Egresé de la UCV en 1967 e ingresé en el Instituto Venezolano de Investigaciones Científicas (IVIC) como estudiante graduado. Un par de años más tarde, ya casada, mi esposo Felipe y yo fuimos becados por el IVIC para hacer cursos doctorales en Edimburgo. Allá también nos esperaba José María Vargas. En 1814 el joven médico, graduado en la Real y Pontificia Universidad de Caracas, viajó hasta Escocia para completar su formación en la Universidad de Edimburgo, una de las más calificadas en la época para estudiar medicina. Toma cursos de Anatomía, Cirugía, Obstetricia, Química. La Royal Society lo diploma como miembro, así como el Royal College of Surgeons de Londres, en 1817.

A nuestro regreso, nos reincorporamos al IVIC donde hicimos nuestra carrera profesional como investigadores. A lo largo de los años, Felipe y yo colaboramos con la Escuela de Biología de la Facultad de Ciencias de la UCV, en cursos diversos, como tutores de tesis de licenciatura o de postgrado. El Alma Mater y Vargas nos llamaban a apoyarla. Fueron años de trabajo incesante, de proyectos cumplidos, otros no tanto, una universidad que siempre reclamó mejores presupuestos para cumplir con excelencia, que pudo avanzar en la búsqueda de nuevos conocimientos en una imponente sede, la Ciudad Universitaria, desde el año 2000 elevada a rango de Patrimonio de la Humanidad por la Unesco.
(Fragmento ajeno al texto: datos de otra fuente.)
//! Google Drive and Sheets provider implementation.
//!
//! This module provides the Google-backed storage and identity stack:
//! device-flow authorization, per-identity credential blobs, and a
//! [`GoogleStorage`] implementation of the storage trait over the
//! Drive v3 and Sheets v4 APIs.
//!
//! # Authentication Flow
//!
//! 1. User provides their own OAuth client ID/secret (required by
//!    Google; the client must be of the "TV and limited input" type)
//! 2. A device-authorization request yields a user code and a
//!    verification URL
//! 3. The user enters the code on another device while the bot polls
//!    the token endpoint
//! 4. Granted tokens are persisted per identity and refreshed on read
//!
//! # Example
//!
//! ```ignore
//! use groupvault_providers::google::{
//!     CredentialStore, DeviceFlowClient, GoogleConfig, OAuthCredentials, PollOutcome,
//! };
//!
//! let config = GoogleConfig::new(OAuthCredentials::from_file("client_secret.json")?);
//! let oauth = DeviceFlowClient::new(config.clone());
//!
//! let flow = oauth.begin().await?;
//! println!("visit {} and enter {}", flow.verification_url, flow.user_code);
//!
//! if let PollOutcome::Authorized(tokens) = oauth.poll(&flow, config.poll_timeout).await? {
//!     CredentialStore::new(config).save(identity, &tokens)?;
//! }
//! ```

mod config;
mod device;
mod drive;
mod provider;
mod sheets;
mod tokens;

pub use config::{GoogleConfig, OAuthCredentials};
pub use device::{DeviceFlow, DeviceFlowClient, PollOutcome};
pub use drive::{DriveClient, FOLDER_MIME, SPREADSHEET_MIME};
pub use provider::GoogleStorage;
pub use sheets::SheetsClient;
pub use tokens::{CredentialHandle, CredentialStore, TokenInfo};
Un nuevo encuentro con Vargas me esperaba en 2001 cuando ingresé en la Academia de Ciencias Físicas, Matemáticas y Naturales. El Palacio de las Academias, sede de las siete academias que allí cohabitan, fue desde 1857 hasta 1953 sede de la UCV. Fue en su anterior sede, al lado del Palacio Arzobispal, espacio ocupado hoy por la Alcaldía del Distrito Capital, donde don José despachó como primer rector de la UCV. Pero es aquí, en el Palacio de las Academias con su patio Vargas donde está la estatua del prócer civil, en permanente recordatorio del valor del saber, más que de los sables, para conducir los destinos de la nación.

Pasaron los años, llegó la revolución y con ella el país comenzó a marchitarse en medio de medidas retrógradas. El desprecio por el conocimiento ha convertido a las universidades en blancos predilectos, provocados para más inri por sujetos egresados de esas mismas aulas. Sometidas al acoso implacable del régimen para quebrar su espíritu autonómico y ponerle freno a la libre difusión y discusión de las ideas, desde hace más de dos décadas la universidad venezolana sufre los embates del autócrata. No podía ser de otra manera.

En 2018 fui invitada a dar el discurso de orden a la cohorte de nuevos graduandos en Ciencias. Bajo las nubes de Calder, renové con ellos nuestro compromiso ucevista.  “Hijos de aquella Universidad de Caracas, hoy Universidad Central de Venezuela, debemos ser fieles a la causa republicana. Y es nuestra obligación mantener en nuestra Alma Mater y donde quiera que vayamos esa tradición de casi trescientos años a ser cumplidos muy pronto, el 22 de diciembre de 2021, de mantener una postura permanente de vigilancia republicana”.

De regreso a casa dejo la UCV industriosa, mientras escucho la Misa Quartitoni de Tomás Luis de Victoria, en soberbia interpretación de la Coral de mi Facultad de Ciencias. Al salir del campus, veo a Zapata y su inmenso mural Conductores de Venezuela, que nos refiere al país civilista de Bolívar, Rodríguez, Vargas, De la Parra y Reverón, acompañantes serenos de los caraqueños. Pintados en el mural y a la vez circulando vivamente por la autopista que lo circunda, cumplen sus rutinas, ajenos a falsos heroísmos pseudo-revolucionarios.

Pienso entonces que llegarán tiempos mejores, cuando la barbarie dé paso a la civilidad y los protagonistas del mural renazcan para acompañarnos.


*Agradezco a Alberto Navas Blanco y Ernesto Medina Ghinaglia sus precisiones sobre las sedes históricas de la UCV y datos botánicos, respectivamente.